▶ **EXERCISE INSTRUCTIONS**
Set down, exactly as written, every line from the top of the records below to the line containing "use crate::options::ScopeVarConfig;", both ends included, and no others.

▶ **ENTRIES SHOWN**
━━━━━━━━━━━━━━━━
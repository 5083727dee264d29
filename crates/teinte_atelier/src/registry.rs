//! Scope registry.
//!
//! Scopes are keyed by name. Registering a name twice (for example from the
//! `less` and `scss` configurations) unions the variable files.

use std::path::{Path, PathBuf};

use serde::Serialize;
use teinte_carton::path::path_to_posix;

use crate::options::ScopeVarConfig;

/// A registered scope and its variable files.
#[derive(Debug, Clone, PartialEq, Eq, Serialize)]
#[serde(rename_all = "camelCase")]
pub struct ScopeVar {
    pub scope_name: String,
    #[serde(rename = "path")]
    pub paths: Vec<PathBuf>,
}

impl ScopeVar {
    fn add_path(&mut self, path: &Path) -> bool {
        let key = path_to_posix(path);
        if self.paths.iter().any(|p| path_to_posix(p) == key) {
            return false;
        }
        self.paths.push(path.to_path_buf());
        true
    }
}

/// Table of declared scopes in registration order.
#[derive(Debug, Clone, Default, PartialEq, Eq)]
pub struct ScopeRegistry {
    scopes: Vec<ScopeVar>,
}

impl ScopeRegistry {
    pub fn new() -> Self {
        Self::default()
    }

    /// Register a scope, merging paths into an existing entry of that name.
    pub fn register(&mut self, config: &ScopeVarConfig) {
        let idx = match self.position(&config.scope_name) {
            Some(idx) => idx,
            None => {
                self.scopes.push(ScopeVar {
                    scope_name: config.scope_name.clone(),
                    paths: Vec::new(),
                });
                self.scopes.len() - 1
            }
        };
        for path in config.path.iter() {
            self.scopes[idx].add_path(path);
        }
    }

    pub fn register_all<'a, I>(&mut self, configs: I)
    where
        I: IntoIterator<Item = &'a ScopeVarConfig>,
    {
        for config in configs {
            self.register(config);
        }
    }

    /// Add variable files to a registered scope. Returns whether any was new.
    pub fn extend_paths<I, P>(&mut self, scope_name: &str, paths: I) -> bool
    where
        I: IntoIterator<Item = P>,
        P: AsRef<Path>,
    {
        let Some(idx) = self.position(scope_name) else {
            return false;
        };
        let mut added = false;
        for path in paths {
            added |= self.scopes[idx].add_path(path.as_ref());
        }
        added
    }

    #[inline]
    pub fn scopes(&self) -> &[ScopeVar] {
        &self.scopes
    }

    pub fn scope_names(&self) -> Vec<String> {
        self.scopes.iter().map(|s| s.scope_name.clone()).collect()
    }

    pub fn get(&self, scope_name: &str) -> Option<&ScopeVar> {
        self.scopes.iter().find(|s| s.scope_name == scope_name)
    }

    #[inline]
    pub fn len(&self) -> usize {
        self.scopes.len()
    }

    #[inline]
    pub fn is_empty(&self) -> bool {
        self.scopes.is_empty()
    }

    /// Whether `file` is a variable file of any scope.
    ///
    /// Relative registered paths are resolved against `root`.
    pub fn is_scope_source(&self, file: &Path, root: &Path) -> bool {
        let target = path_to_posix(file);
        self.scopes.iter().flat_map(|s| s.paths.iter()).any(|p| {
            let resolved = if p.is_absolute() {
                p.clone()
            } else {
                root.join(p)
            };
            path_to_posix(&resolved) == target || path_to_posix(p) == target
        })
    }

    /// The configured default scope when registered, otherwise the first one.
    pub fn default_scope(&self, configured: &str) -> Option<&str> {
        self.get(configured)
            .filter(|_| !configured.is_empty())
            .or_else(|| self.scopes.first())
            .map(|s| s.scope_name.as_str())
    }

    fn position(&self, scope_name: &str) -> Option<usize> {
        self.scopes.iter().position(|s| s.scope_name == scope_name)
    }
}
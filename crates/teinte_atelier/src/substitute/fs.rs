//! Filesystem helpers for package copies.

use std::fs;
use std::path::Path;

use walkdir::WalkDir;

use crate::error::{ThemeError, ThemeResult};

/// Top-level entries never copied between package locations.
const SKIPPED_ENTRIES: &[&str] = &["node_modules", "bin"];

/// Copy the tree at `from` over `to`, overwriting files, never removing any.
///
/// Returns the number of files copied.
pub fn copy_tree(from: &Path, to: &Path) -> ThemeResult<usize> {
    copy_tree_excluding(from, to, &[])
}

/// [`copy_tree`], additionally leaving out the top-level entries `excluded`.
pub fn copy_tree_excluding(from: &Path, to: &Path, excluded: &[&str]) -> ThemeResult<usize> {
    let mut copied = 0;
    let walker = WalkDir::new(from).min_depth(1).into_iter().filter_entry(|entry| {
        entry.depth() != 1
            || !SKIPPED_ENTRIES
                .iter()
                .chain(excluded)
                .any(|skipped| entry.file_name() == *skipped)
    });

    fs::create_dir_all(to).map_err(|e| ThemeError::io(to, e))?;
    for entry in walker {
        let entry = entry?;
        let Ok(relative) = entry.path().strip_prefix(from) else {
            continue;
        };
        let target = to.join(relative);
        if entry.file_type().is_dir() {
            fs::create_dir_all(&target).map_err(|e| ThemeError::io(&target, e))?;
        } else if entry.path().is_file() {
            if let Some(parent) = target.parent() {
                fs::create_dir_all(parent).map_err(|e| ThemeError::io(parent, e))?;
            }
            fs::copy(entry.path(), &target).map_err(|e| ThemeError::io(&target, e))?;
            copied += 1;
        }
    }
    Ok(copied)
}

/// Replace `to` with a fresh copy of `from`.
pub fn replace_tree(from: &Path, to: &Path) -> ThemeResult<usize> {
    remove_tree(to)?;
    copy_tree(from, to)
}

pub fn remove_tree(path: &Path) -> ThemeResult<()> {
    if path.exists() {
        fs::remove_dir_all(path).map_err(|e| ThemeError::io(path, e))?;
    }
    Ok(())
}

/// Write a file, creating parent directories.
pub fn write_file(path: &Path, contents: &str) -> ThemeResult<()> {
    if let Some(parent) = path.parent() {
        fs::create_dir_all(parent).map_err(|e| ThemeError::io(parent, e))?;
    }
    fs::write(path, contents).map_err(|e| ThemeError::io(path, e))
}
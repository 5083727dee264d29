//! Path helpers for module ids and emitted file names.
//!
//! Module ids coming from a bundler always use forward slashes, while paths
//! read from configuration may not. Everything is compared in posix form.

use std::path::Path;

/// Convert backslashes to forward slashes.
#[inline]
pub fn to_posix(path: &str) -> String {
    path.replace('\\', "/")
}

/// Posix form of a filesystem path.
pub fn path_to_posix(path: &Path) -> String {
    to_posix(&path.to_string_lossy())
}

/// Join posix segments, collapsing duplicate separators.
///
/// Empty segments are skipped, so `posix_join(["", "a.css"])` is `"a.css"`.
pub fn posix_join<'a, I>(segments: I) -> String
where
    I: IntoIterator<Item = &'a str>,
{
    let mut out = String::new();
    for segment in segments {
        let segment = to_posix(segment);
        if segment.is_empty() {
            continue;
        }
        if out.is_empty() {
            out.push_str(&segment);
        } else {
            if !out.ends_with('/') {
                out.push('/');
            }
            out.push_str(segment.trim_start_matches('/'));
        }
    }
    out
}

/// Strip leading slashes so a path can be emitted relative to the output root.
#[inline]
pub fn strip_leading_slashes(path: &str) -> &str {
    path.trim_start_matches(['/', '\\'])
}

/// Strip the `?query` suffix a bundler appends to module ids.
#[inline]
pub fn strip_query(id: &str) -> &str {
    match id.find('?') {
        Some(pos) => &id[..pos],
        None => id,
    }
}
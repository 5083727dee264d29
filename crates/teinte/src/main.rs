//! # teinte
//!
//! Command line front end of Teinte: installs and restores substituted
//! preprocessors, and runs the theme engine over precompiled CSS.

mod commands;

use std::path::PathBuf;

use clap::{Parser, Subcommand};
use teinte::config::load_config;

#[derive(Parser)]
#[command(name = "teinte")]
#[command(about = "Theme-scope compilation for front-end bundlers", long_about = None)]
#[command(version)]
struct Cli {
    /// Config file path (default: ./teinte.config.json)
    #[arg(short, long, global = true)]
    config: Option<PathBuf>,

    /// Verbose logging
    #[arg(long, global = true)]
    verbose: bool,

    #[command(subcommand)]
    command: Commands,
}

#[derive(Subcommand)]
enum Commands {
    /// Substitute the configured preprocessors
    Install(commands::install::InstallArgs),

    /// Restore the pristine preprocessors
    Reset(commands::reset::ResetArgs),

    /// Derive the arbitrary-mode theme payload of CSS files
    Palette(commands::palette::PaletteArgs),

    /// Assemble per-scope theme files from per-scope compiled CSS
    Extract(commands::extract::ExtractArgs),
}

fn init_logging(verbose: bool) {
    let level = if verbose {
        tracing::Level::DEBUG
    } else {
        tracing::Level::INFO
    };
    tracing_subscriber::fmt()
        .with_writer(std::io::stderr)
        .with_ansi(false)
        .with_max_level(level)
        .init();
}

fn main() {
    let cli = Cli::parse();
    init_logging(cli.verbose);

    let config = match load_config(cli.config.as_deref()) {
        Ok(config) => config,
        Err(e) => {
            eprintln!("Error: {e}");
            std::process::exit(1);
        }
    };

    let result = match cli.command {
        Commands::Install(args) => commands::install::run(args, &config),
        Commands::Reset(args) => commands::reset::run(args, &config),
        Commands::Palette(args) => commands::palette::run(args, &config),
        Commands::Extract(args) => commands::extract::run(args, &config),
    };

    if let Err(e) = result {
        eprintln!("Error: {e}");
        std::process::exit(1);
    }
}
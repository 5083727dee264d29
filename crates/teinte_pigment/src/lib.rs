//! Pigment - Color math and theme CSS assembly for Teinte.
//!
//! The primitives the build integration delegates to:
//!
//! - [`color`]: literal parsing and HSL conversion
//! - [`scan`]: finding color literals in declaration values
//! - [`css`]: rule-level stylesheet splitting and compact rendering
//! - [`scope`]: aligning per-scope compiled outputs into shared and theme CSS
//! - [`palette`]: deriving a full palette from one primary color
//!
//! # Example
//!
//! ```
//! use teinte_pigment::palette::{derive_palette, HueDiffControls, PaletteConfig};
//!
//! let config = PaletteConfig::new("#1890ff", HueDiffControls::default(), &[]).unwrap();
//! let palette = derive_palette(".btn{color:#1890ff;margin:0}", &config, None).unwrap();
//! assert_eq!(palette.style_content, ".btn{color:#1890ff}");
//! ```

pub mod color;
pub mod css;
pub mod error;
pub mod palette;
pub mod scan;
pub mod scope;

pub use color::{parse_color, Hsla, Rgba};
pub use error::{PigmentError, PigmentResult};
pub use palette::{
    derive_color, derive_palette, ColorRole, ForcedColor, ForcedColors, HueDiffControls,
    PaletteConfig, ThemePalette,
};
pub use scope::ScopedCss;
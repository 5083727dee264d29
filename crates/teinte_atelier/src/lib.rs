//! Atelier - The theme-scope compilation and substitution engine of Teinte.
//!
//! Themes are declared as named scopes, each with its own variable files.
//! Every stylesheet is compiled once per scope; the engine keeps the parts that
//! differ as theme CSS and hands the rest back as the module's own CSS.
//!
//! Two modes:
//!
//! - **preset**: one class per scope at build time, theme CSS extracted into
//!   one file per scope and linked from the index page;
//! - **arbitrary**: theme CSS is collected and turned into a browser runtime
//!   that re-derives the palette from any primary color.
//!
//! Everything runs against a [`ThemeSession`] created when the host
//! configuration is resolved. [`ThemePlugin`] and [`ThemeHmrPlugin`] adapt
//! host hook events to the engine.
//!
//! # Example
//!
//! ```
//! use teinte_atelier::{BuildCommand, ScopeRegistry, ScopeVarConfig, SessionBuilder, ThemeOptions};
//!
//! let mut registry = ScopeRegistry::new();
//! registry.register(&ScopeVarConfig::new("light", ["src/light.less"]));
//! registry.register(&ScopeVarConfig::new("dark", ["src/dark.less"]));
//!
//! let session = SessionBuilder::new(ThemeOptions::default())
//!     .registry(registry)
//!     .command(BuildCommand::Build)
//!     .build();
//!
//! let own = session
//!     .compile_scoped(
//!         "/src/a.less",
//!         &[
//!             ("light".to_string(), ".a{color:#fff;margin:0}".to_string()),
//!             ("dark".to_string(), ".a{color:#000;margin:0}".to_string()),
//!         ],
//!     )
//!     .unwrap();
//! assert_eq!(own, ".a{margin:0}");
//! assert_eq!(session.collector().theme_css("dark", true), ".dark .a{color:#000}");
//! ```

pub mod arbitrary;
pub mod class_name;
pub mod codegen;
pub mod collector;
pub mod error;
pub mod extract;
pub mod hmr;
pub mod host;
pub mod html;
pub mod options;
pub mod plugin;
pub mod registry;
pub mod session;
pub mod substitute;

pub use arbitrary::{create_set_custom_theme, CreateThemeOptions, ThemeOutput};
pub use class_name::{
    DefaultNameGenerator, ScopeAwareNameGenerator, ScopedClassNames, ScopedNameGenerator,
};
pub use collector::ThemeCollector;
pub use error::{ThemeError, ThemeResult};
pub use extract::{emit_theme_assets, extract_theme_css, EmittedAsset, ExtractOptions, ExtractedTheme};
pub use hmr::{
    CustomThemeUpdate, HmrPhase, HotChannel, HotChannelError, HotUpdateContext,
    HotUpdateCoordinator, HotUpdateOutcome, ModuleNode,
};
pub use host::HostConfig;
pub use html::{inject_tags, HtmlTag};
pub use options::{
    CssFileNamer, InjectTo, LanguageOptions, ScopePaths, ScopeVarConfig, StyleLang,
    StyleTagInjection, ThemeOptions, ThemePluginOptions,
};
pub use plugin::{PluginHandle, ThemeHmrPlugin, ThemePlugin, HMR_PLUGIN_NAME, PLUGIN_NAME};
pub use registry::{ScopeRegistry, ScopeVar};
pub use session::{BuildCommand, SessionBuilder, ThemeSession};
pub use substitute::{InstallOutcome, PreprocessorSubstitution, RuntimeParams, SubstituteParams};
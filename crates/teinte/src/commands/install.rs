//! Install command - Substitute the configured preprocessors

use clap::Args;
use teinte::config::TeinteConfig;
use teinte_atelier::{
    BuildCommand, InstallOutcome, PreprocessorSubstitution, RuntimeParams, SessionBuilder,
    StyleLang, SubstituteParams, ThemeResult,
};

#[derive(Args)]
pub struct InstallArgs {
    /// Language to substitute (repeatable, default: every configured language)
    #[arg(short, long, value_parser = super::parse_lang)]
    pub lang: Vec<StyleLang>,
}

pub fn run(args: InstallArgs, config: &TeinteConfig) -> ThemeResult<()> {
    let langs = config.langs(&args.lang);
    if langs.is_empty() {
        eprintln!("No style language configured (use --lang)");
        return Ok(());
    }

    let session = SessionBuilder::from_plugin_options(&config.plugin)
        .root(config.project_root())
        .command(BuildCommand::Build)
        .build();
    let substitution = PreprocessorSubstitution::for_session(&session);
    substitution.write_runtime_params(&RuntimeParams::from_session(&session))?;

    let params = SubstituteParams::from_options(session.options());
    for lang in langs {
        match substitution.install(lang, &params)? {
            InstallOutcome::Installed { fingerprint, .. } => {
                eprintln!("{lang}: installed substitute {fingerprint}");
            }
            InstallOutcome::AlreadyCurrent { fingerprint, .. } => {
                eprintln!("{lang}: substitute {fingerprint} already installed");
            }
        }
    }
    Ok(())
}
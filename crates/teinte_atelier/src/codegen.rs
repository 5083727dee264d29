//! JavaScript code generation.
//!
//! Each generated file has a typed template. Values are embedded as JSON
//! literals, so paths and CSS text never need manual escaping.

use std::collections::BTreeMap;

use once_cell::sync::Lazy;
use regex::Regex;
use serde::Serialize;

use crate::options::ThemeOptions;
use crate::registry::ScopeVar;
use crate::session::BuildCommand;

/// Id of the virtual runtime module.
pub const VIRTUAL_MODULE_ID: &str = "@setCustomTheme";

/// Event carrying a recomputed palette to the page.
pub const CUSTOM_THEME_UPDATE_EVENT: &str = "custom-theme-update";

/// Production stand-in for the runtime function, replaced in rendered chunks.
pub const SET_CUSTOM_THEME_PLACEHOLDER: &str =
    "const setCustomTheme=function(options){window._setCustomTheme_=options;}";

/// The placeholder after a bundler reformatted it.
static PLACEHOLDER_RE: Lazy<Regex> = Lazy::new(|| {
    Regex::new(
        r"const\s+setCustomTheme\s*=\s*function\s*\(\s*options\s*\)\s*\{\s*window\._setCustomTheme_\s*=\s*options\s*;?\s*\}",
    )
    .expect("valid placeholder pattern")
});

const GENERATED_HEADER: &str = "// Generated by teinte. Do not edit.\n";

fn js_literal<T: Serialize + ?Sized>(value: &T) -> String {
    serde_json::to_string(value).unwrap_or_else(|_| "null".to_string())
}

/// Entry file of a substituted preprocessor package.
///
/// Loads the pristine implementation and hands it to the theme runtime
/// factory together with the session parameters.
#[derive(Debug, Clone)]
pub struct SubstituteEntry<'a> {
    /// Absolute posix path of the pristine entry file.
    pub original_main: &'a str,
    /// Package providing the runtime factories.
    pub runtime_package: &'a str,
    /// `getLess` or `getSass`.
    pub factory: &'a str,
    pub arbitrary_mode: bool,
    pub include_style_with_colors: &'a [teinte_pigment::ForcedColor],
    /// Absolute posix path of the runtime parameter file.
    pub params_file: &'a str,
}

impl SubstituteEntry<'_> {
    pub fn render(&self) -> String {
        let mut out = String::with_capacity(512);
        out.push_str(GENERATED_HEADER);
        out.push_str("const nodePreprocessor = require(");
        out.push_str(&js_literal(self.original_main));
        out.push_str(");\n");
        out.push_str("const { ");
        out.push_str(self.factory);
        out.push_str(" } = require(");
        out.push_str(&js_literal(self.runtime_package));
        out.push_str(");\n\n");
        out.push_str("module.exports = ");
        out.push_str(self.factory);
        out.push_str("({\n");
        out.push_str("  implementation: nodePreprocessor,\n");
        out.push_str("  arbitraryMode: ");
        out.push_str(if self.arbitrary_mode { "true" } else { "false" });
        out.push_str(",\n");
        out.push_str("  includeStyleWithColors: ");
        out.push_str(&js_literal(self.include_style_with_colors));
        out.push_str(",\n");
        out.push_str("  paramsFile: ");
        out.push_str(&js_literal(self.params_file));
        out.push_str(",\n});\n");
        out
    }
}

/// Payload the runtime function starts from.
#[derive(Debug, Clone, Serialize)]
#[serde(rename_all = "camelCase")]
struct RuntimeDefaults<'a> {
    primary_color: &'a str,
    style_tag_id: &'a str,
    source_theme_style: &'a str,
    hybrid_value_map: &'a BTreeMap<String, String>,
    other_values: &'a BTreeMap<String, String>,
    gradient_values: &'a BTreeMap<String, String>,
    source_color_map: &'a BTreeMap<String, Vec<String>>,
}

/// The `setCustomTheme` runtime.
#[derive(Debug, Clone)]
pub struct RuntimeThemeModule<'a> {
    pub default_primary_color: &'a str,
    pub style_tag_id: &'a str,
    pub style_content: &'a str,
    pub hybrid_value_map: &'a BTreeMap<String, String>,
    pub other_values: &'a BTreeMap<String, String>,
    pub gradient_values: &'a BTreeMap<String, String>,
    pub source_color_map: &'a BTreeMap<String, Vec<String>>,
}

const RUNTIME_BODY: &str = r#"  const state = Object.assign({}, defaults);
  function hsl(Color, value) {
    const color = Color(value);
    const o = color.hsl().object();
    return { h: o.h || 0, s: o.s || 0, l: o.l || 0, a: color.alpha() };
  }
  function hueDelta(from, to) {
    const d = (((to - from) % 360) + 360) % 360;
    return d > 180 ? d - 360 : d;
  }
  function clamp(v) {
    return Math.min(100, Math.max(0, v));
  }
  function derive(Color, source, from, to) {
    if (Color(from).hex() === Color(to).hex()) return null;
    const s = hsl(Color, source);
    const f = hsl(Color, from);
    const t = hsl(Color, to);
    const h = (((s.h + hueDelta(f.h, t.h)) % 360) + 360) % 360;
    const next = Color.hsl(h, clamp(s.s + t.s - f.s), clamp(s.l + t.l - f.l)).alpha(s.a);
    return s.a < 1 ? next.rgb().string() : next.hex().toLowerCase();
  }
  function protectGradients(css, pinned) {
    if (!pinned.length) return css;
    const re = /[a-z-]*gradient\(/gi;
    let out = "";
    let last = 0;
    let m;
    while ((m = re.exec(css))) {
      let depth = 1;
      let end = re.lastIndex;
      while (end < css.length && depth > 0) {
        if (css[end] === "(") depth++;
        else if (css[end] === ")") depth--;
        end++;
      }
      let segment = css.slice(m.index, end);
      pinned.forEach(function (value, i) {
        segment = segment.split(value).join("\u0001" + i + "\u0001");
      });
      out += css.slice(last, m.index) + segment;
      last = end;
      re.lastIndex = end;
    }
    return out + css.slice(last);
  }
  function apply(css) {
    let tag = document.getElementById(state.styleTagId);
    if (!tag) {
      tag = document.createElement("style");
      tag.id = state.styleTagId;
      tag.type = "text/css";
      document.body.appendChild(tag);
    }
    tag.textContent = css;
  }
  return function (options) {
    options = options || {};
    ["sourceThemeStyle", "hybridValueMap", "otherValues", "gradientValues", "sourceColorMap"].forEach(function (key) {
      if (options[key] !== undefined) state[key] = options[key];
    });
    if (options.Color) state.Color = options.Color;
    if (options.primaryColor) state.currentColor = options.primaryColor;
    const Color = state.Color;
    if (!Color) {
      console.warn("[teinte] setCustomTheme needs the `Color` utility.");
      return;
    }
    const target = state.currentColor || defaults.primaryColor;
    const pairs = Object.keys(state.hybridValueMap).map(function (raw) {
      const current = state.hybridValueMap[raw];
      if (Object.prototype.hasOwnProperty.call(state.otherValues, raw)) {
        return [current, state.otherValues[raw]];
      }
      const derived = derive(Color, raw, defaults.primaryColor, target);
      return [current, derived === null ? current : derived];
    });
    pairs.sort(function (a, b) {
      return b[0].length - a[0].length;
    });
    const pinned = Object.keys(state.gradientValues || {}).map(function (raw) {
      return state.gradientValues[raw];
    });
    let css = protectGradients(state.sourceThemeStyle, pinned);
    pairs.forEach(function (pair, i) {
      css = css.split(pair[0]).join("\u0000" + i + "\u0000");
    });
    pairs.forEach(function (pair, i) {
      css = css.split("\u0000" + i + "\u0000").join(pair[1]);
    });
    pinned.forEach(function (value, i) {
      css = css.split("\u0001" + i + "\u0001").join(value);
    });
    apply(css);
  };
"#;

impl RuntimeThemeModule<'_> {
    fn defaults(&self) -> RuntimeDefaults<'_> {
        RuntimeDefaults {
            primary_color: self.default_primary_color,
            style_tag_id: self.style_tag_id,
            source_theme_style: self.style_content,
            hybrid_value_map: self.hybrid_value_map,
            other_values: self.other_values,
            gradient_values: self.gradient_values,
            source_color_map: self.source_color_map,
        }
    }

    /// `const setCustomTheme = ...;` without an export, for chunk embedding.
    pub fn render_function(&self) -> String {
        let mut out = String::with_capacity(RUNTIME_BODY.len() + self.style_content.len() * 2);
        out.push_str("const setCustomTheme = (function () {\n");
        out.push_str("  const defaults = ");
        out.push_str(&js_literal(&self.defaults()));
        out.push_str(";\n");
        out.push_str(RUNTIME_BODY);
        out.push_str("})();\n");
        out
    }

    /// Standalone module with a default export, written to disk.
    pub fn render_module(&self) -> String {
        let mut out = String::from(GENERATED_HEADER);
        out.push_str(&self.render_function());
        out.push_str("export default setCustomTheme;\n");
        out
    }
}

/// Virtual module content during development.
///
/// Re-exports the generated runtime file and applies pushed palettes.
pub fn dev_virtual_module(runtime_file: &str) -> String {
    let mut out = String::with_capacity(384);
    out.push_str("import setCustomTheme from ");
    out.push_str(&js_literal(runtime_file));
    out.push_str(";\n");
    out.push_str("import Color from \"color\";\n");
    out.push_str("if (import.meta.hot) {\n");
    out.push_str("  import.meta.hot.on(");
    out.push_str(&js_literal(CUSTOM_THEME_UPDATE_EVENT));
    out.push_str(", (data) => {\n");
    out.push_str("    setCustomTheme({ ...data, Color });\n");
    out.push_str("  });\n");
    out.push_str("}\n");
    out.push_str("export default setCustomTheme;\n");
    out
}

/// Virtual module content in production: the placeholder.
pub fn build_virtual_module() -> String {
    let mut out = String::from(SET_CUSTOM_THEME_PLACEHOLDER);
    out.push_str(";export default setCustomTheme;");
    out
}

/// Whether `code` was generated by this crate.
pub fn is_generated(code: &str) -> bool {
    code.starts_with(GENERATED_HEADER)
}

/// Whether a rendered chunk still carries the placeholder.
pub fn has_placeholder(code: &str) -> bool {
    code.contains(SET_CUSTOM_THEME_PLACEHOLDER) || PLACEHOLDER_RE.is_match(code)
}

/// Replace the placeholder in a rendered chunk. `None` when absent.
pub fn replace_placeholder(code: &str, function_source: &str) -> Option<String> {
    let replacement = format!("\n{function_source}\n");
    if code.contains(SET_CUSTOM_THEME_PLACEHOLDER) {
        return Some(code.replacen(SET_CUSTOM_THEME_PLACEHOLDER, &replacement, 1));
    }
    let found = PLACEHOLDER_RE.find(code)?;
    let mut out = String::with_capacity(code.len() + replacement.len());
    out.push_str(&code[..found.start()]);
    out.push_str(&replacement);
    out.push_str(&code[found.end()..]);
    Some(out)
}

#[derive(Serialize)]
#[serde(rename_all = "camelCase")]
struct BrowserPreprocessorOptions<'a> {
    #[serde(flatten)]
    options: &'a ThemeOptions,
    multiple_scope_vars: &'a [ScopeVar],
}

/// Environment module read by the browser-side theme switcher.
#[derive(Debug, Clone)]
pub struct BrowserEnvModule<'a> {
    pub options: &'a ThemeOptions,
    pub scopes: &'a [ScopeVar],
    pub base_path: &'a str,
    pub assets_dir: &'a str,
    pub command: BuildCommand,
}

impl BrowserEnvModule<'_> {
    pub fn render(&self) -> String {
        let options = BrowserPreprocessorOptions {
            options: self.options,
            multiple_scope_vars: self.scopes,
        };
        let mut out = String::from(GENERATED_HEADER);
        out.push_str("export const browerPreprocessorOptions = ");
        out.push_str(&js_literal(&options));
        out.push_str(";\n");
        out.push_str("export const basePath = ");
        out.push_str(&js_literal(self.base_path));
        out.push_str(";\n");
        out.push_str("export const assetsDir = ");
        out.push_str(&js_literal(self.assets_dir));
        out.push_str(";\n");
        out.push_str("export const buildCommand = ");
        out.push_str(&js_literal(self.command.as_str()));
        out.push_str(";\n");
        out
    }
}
━━━━━━━━━━━━━━━━
▶ **THE ANSWER**
repository 5083727dee264d29
filename crates/teinte_atelier/src/registry.rs
//! Scope registry.
//!
//! Scopes are keyed by name. Registering a name twice (for example from the
//! `less` and `scss` configurations) unions the variable files.

use std::path::{Path, PathBuf};

use serde::Serialize;
use teinte_carton::path::path_to_posix;

use crate::options::ScopeVarConfig;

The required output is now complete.